As decisões deliberadas só podem ir até certo ponto; elas precisam chegar ao fundo do poço em algo como um reflexo automático ou continuarão para sempre. As decisões devem empregar algum tipo de critério, alguma maneira de selecionar entre as opções. Mas, pergunta Heidegger, de onde vêm esses critérios? Por que usamos um conjunto em vez de outro? Se nossos critérios nos são simplesmente dados — por nossa biologia, sociedade, Deus ou o que quer que seja — então, pela lógica da autonomia, a decisão não é decisiva, não é realmente nossa decisão. Embora ninguém esteja me forçando a escolher o sorvete de chocolate em vez da couve-de-bruxelas, o faço devido à maneira como minhas papilas gustativas e minha educação me formaram. De certa forma, são estes que estão tomando a decisão enquanto observo passivamente.

Para que o ato seja meu, parece que também preciso escolher ativamente os critérios. Mas como tomo essa decisão? Como determino quais considerações são primordiais: gosto ou saúde? Digamos que, após refletir, decida que as preocupações com a saúde superam os prazeres temporários do sabor. Certamente posso apresentar razões — a saúde tem benefícios mais longos do que o prazer momentâneo do sorvete —, mas é claro que também podem ser apresentadas razões para o outro lado — prefiro viver bem a viver muito tempo. Tenho certas inclinações para um em detrimento do outro, mas essas são características que simplesmente encontro em mim mesmo, portanto, confiar nelas não pode atingir a velocidade de escape para a verdadeira autonomia.

Heidegger argumenta que devemos confiar em algo como essas inclinações que não escolhi para poder agir, ficando do lado dos intelectualistas contra os voluntaristas no grande debate medieval sobre qual faculdade é decisiva na tomada de decisões.

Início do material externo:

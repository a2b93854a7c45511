use std::fs;
use std::io::{self, prelude::*};
use std::path;
use std::process;

use bytesize::ByteSize;
use env_logger;
use log;

use binsort::{ExternalSorterBuilder, Signedness};

fn main() {
    let arg_parser = build_arg_parser();

    init_logger(arg_parser.value_of("log_level").expect("value has a default"));

    let width: usize = arg_parser
        .value_of("bytes")
        .expect("value has a default")
        .parse()
        .expect("value is pre-validated");
    let chunk_capacity = arg_parser
        .value_of("chunk_size")
        .expect("value has a default")
        .parse::<ByteSize>()
        .expect("value is pre-validated")
        .as_u64() as usize;
    let signedness = if arg_parser.is_present("unsigned") {
        Signedness::Unsigned
    } else {
        Signedness::Signed
    };

    let input = arg_parser.value_of("input");
    let output = match (arg_parser.value_of("output"), input) {
        (Some(output), _) => output.to_string(),
        (None, Some(input)) => format!("{}.sorted", input),
        (None, None) => {
            log::error!("--output is required when reading standard input");
            process::exit(1);
        }
    };

    let input_stream: Box<dyn Read> = match input {
        Some(path) => match fs::File::open(path) {
            Ok(file) => Box::new(io::BufReader::new(file)),
            Err(err) => {
                log::error!("input file opening error: {}", err);
                process::exit(1);
            }
        },
        None => Box::new(io::stdin().lock()),
    };

    let mut output_stream = match fs::File::create(&output) {
        Ok(file) => io::BufWriter::new(file),
        Err(err) => {
            log::error!("output file creation error: {}", err);
            process::exit(1);
        }
    };

    let mut sorter_builder = ExternalSorterBuilder::new()
        .with_record_width(width)
        .with_signedness(signedness)
        .with_chunk_capacity(chunk_capacity);

    if let Some(tmp_dir) = arg_parser.value_of("tmp_dir") {
        sorter_builder = sorter_builder.with_tmp_dir(path::Path::new(tmp_dir));
    }

    let sorter = match sorter_builder.build() {
        Ok(sorter) => sorter,
        Err(err) => {
            log::error!("sorter initialization error: {}", err);
            process::exit(1);
        }
    };

    match sorter.sort(input_stream, &mut output_stream) {
        Ok(records) => log::debug!("{} records written to {}", records, output),
        Err(err) => {
            log::error!("data sorting error: {}", err);
            process::exit(1);
        }
    }
}

fn build_arg_parser() -> clap::ArgMatches {
    clap::App::new("binsort")
        .about("external sorter for fixed-width binary integer records")
        .arg(
            clap::Arg::new("input")
                .short('i')
                .long("input")
                .help("file to be sorted; standard input if omitted")
                .takes_value(true),
        )
        .arg(
            clap::Arg::new("output")
                .short('o')
                .long("output")
                .help("result file; defaults to the input name plus a .sorted suffix")
                .takes_value(true),
        )
        .arg(
            clap::Arg::new("bytes")
                .short('b')
                .long("bytes")
                .help("record width in bytes")
                .takes_value(true)
                .default_value("8")
                .validator(|v| match v.parse::<usize>() {
                    Ok(1) | Ok(2) | Ok(4) | Ok(8) => Ok(()),
                    Ok(n) => Err(format!("record width must be 1, 2, 4 or 8 bytes, got {}", n)),
                    Err(err) => Err(format!("record width incorrect: {}", err)),
                }),
        )
        .arg(
            clap::Arg::new("unsigned")
                .short('u')
                .long("unsigned")
                .help("interpret records as unsigned integers"),
        )
        .arg(
            clap::Arg::new("chunk_size")
                .short('c')
                .long("chunk-size")
                .help("chunk buffer size")
                .takes_value(true)
                .default_value("32MiB")
                .validator(|v| match v.parse::<ByteSize>() {
                    Ok(_) => Ok(()),
                    Err(err) => Err(format!("chunk size format incorrect: {}", err)),
                }),
        )
        .arg(
            clap::Arg::new("tmp_dir")
                .short('d')
                .long("tmp-dir")
                .help("directory to be used to store run files")
                .takes_value(true),
        )
        .arg(
            clap::Arg::new("log_level")
                .short('l')
                .long("loglevel")
                .help("logging level")
                .takes_value(true)
                .default_value("info")
                .possible_values(["off", "error", "warn", "info", "debug", "trace"]),
        )
        .get_matches()
}

fn init_logger(level: &str) {
    env_logger::Builder::new()
        .filter_level(level.parse().expect("value is pre-validated"))
        .format_timestamp_millis()
        .init();
}
pub mod message;
pub mod session;
pub mod table;

pub use message::{Message, Role};
pub use session::Session;
pub use table::{Table, TableSummary};
use thiserror::Error;

#[derive(Error, Debug)]
pub enum TabulaError {
    #[error("session {session_id} belongs to a different owner")]
    OwnershipMismatch { session_id: String },

    #[error("session not found")]
    SessionNotFound,

    #[error("a previous message for session {session_id} is still being processed")]
    UpstreamBusy { session_id: String },

    #[error("automation engine error: status {status}: {detail}")]
    UpstreamFailure { status: u16, detail: String },

    #[error("invalid input: {0}")]
    InvalidInput(String),

    #[error("Database error: {0}")]
    Database(#[from] sqlx::Error),

    #[error("Config error: {0}")]
    Config(#[from] config::ConfigError),

    #[error("IO error: {0}")]
    Io(#[from] std::io::Error),

    #[error("Other error: {0}")]
    Other(String),
}
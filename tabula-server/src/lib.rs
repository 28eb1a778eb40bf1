pub mod http;
pub mod locks;
pub mod pipeline;
pub mod repo;
pub mod upstream;
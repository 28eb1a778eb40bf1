use serde::{Deserialize, Serialize};

use super::table::{Table, TableSummary};

#[derive(Debug, Clone, Copy, PartialEq, Eq, Serialize, Deserialize)]
#[serde(rename_all = "lowercase")]
pub enum Role {
    User,
    Bot,
}

impl Role {
    pub fn as_str(&self) -> &'static str {
        match self {
            Role::User => "user",
            Role::Bot => "bot",
        }
    }

    /// Anything that is not explicitly a user message is treated as bot
    /// output when replaying stored rows.
    pub fn from_stored(raw: &str) -> Self {
        if raw == "user" {
            Role::User
        } else {
            Role::Bot
        }
    }
}

/// A single conversation turn. Immutable once written; only the owning
/// session's `updated_at` is touched afterwards.
#[derive(Debug, Clone, PartialEq, Serialize, Deserialize)]
#[serde(rename_all = "camelCase")]
pub struct Message {
    pub id: String,
    pub role: Role,
    pub text: String,
    /// Caller-supplied timestamp in epoch milliseconds.
    pub time: i64,
    #[serde(default)]
    pub table_summary: Vec<TableSummary>,
    #[serde(default)]
    pub table_data: Vec<Table>,
}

A inclinação, ou seja, várias direções de inclinação, são os pressupostos para a possibilidade de decisão de uma faculdade. Se esta não pudesse e não tivesse que decidir por uma inclinação ou outra, ou seja, por aquilo para o qual tem propensão, a decisão não seria decisão, mas uma mera explosão de um ato do vazio para o vazio, puro acaso, mas nunca autodeterminação, ou seja, liberdade. (GA31  :STF 148-9, ver também STF 154-5)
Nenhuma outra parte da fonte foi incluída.